[Stored data entries]

+ + + + + + +

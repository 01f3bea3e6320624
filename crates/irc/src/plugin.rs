use std::{
    collections::{BTreeSet, HashMap},
    sync::{Arc, RwLock},
    time::Duration,
};

use {
    async_trait::async_trait,
    moltis_channels::{
        ChannelEvent, ChannelEventSink,
        message_log::MessageLog,
        plugin::{
            ChannelHealthSnapshot, ChannelOutbound, ChannelPlugin, ChannelStatus,
            ChannelStreamOutbound,
        },
        store::{NoPairings, PairingStore},
    },
    moltis_config::Severity,
    serde_json::Value,
    tokio::{sync::watch, task::JoinHandle},
    tokio_util::sync::CancellationToken,
    tracing::{info, warn},
};

#[cfg(feature = "metrics")]
use moltis_metrics::{channels as channel_metrics, gauge, labels};

use crate::{
    CHANNEL_TYPE,
    agent::IrcAgent,
    auth::AuthState,
    config::{IrcAccountConfig, resolve_accounts, validate_account},
    connector::{AccountConnector, ConnectorDeps},
    error::{Context, Error, Result},
    outbound::IrcOutbound,
    probe::probe_account,
    state::{AccountState, AccountStateMap, SessionSlot},
    transport::{Dialer, TcpDialer},
    types::IrcProbe,
};

/// How long `stop` waits for a connector to send QUIT and exit.
const STOP_TIMEOUT: Duration = Duration::from_secs(5);

/// IRC channel plugin. Supervises one [`AccountConnector`] per account.
pub struct IrcPlugin {
    accounts: AccountStateMap,
    outbound: IrcOutbound,
    deps: ConnectorDeps,
    tasks: HashMap<String, JoinHandle<()>>,
}

impl IrcPlugin {
    pub fn new(agent: Arc<dyn IrcAgent>) -> Self {
        let accounts: AccountStateMap = Arc::new(RwLock::new(HashMap::new()));
        let outbound = IrcOutbound {
            accounts: Arc::clone(&accounts),
        };
        Self {
            accounts,
            outbound,
            deps: ConnectorDeps {
                dialer: Arc::new(TcpDialer::default()),
                agent,
                pairings: Arc::new(NoPairings),
                message_log: None,
                event_sink: None,
            },
            tasks: HashMap::new(),
        }
    }

    pub fn with_message_log(mut self, log: Arc<dyn MessageLog>) -> Self {
        self.deps.message_log = Some(log);
        self
    }

    pub fn with_event_sink(mut self, sink: Arc<dyn ChannelEventSink>) -> Self {
        self.deps.event_sink = Some(sink);
        self
    }

    pub fn with_pairings(mut self, pairings: Arc<dyn PairingStore>) -> Self {
        self.deps.pairings = pairings;
        self
    }

    /// Replace the TCP/TLS dialer, e.g. with an in-memory transport in tests.
    pub fn with_dialer(mut self, dialer: Arc<dyn Dialer>) -> Self {
        self.deps.dialer = dialer;
        self
    }

    /// Get a shared reference to the outbound sender (for use outside the plugin).
    pub fn shared_outbound(&self) -> Arc<dyn ChannelOutbound> {
        Arc::new(IrcOutbound {
            accounts: Arc::clone(&self.accounts),
        })
    }

    pub fn shared_stream_outbound(&self) -> Arc<dyn ChannelStreamOutbound> {
        Arc::new(IrcOutbound {
            accounts: Arc::clone(&self.accounts),
        })
    }

    /// List all active account IDs.
    pub fn account_ids(&self) -> Vec<String> {
        let accounts = self.accounts.read().unwrap_or_else(|e| e.into_inner());
        let mut ids: Vec<String> = accounts.keys().cloned().collect();
        ids.sort();
        ids
    }

    /// Current connection state of an account.
    pub fn account_state(&self, account_id: &str) -> Option<AuthState> {
        let accounts = self.accounts.read().unwrap_or_else(|e| e.into_inner());
        accounts.get(account_id).map(|s| s.status.borrow().clone())
    }

    /// Watch the connection state of an account.
    pub fn subscribe(&self, account_id: &str) -> Option<watch::Receiver<AuthState>> {
        let accounts = self.accounts.read().unwrap_or_else(|e| e.into_inner());
        accounts.get(account_id).map(|s| s.status.clone())
    }

    /// Start a parsed account. A running account with the same id is
    /// stopped first.
    pub async fn start(&mut self, account_id: &str, config: IrcAccountConfig) -> Result<()> {
        let errors: Vec<String> = validate_account(account_id, &config)
            .into_iter()
            .filter(|d| d.severity == Severity::Error)
            .map(|d| format!("{}: {}", d.path, d.message))
            .collect();
        if !errors.is_empty() {
            return Err(Error::config(errors.join("; ")));
        }

        if self.contains(account_id) {
            self.stop(account_id).await;
        }
        if !config.enabled {
            info!(account_id, "irc account disabled, not starting");
            return Ok(());
        }

        info!(
            account_id,
            host = %config.host,
            port = config.effective_port(),
            tls = config.tls,
            nick = %config.nick,
            "starting irc account"
        );

        let config = Arc::new(config);
        let cancel = CancellationToken::new();
        let session = SessionSlot::default();
        let (state_tx, state_rx) = watch::channel(AuthState::Disconnected);
        {
            let mut accounts = self.accounts.write().unwrap_or_else(|e| e.into_inner());
            accounts.insert(account_id.to_string(), AccountState {
                account_id: account_id.to_string(),
                config: Arc::clone(&config),
                cancel: cancel.clone(),
                status: state_rx,
                session: Arc::clone(&session),
            });
        }

        let supervisor = Supervisor {
            account_id: account_id.to_string(),
            config,
            deps: self.deps.clone(),
            session,
            state: state_tx,
        };
        self.tasks
            .insert(account_id.to_string(), tokio::spawn(supervisor.run(cancel)));

        #[cfg(feature = "metrics")]
        gauge!(channel_metrics::ACTIVE_ACCOUNTS, labels::CHANNEL => CHANNEL_TYPE).increment(1.0);
        Ok(())
    }

    /// Stop an account and wait for its connector to wind down. Returns
    /// whether the account was running.
    pub async fn stop(&mut self, account_id: &str) -> bool {
        let removed = {
            let mut accounts = self.accounts.write().unwrap_or_else(|e| e.into_inner());
            accounts.remove(account_id)
        };
        let Some(state) = removed else {
            return false;
        };
        info!(account_id, "stopping irc account");
        state.cancel.cancel();
        if let Some(mut task) = self.tasks.remove(account_id)
            && tokio::time::timeout(STOP_TIMEOUT, &mut task).await.is_err()
        {
            warn!(account_id, "irc connector did not stop in time, aborting");
            task.abort();
        }
        #[cfg(feature = "metrics")]
        gauge!(channel_metrics::ACTIVE_ACCOUNTS, labels::CHANNEL => CHANNEL_TYPE).decrement(1.0);
        true
    }

    /// Stop every running account.
    pub async fn stop_all(&mut self) {
        for account_id in self.account_ids() {
            self.stop(&account_id).await;
        }
    }

    /// Reconcile running accounts with a `channels.irc` section: start or
    /// restart every enabled account and stop the rest.
    pub async fn apply_config(&mut self, section: &Value) -> Result<()> {
        let resolved = resolve_accounts(section)?;

        let wanted: BTreeSet<&str> = resolved
            .iter()
            .filter(|(_, cfg)| cfg.enabled)
            .map(|(id, _)| id.as_str())
            .collect();
        for account_id in self.account_ids() {
            if !wanted.contains(account_id.as_str()) {
                self.stop(&account_id).await;
            }
        }

        let mut failed = Vec::new();
        for (account_id, cfg) in resolved {
            if !cfg.enabled {
                continue;
            }
            if let Err(e) = self.start(&account_id, cfg).await {
                warn!(account_id = %account_id, error = %e, "irc account not started");
                failed.push(format!("{account_id}: {e}"));
            }
        }
        if failed.is_empty() {
            Ok(())
        } else {
            Err(Error::config(failed.join("; ")))
        }
    }

    /// Run a one-shot connectivity check with a running account's config.
    pub async fn probe_connectivity(&self, account_id: &str) -> Result<IrcProbe> {
        let config = {
            let accounts = self.accounts.read().unwrap_or_else(|e| e.into_inner());
            accounts
                .get(account_id)
                .map(|s| Arc::clone(&s.config))
                .ok_or_else(|| Error::UnknownAccount {
                    account_id: account_id.to_string(),
                })?
        };
        Ok(probe_account(self.deps.dialer.as_ref(), account_id, config).await)
    }

    fn contains(&self, account_id: &str) -> bool {
        let accounts = self.accounts.read().unwrap_or_else(|e| e.into_inner());
        accounts.contains_key(account_id)
    }
}

#[async_trait]
impl ChannelPlugin for IrcPlugin {
    fn id(&self) -> &str {
        CHANNEL_TYPE
    }

    fn name(&self) -> &str {
        "IRC"
    }

    async fn start_account(
        &mut self,
        account_id: &str,
        config: Value,
    ) -> moltis_channels::Result<()> {
        let config: IrcAccountConfig =
            serde_json::from_value(config).context("invalid irc account config")?;
        self.start(account_id, config).await?;
        Ok(())
    }

    async fn stop_account(&mut self, account_id: &str) -> moltis_channels::Result<()> {
        if !self.stop(account_id).await {
            warn!(account_id, "irc account not found");
        }
        Ok(())
    }

    fn outbound(&self) -> Option<&dyn ChannelOutbound> {
        Some(&self.outbound)
    }

    fn status(&self) -> Option<&dyn ChannelStatus> {
        Some(self)
    }
}

#[async_trait]
impl ChannelStatus for IrcPlugin {
    async fn probe(&self, account_id: &str) -> moltis_channels::Result<ChannelHealthSnapshot> {
        let accounts = self.accounts.read().unwrap_or_else(|e| e.into_inner());
        let Some(state) = accounts.get(account_id) else {
            return Ok(ChannelHealthSnapshot {
                connected: false,
                account_id: account_id.to_string(),
                details: Some("account not started".into()),
            });
        };

        let status = state.status.borrow().clone();
        let details = match (state.live(), &status) {
            (Some(live), AuthState::Ready) => format!(
                "{} on {}:{} for {}s",
                live.nick,
                state.config.host,
                state.config.effective_port(),
                live.connected_at.elapsed().as_secs()
            ),
            (_, AuthState::Backoff { attempt, delay }) => format!(
                "reconnecting (attempt {attempt}, next in {}ms)",
                delay.as_millis()
            ),
            (_, other) => other.to_string(),
        };
        Ok(ChannelHealthSnapshot {
            connected: status.is_ready(),
            account_id: account_id.to_string(),
            details: Some(details),
        })
    }
}

/// Restarts an account's connector whenever it gives up, reporting the
/// account as degraded each time.
struct Supervisor {
    account_id: String,
    config: Arc<IrcAccountConfig>,
    deps: ConnectorDeps,
    session: SessionSlot,
    state: watch::Sender<AuthState>,
}

impl Supervisor {
    async fn run(self, cancel: CancellationToken) {
        let mut restarts: u32 = 0;
        loop {
            let connector = AccountConnector::new(
                self.account_id.clone(),
                Arc::clone(&self.config),
                self.deps.clone(),
            )
            .with_shared(Arc::clone(&self.session), self.state.clone());

            let err = match connector.run(cancel.clone()).await {
                Ok(()) => break,
                Err(e) => e,
            };

            restarts += 1;
            let pause = Duration::from_millis(self.config.reconnect.max_delay_ms);
            warn!(
                account_id = %self.account_id,
                restarts,
                error = %err,
                pause_ms = pause.as_millis() as u64,
                "irc account degraded, restarting connector"
            );
            if let Some(sink) = &self.deps.event_sink {
                sink.emit(ChannelEvent::AccountDegraded {
                    channel_type: CHANNEL_TYPE.into(),
                    account_id: self.account_id.clone(),
                    reason: err.to_string(),
                    restarts,
                })
                .await;
            }

            tokio::select! {
                biased;
                () = cancel.cancelled() => break,
                () = tokio::time::sleep(pause) => {},
            }
        }
        info!(account_id = %self.account_id, "irc account stopped");
    }
}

+ + + + + + +

INSTRUCTIONS TO FOLLOW →
What is needed here is one number: how many lines of the entries hold the string "match".

SOLVED EXERCISE →
2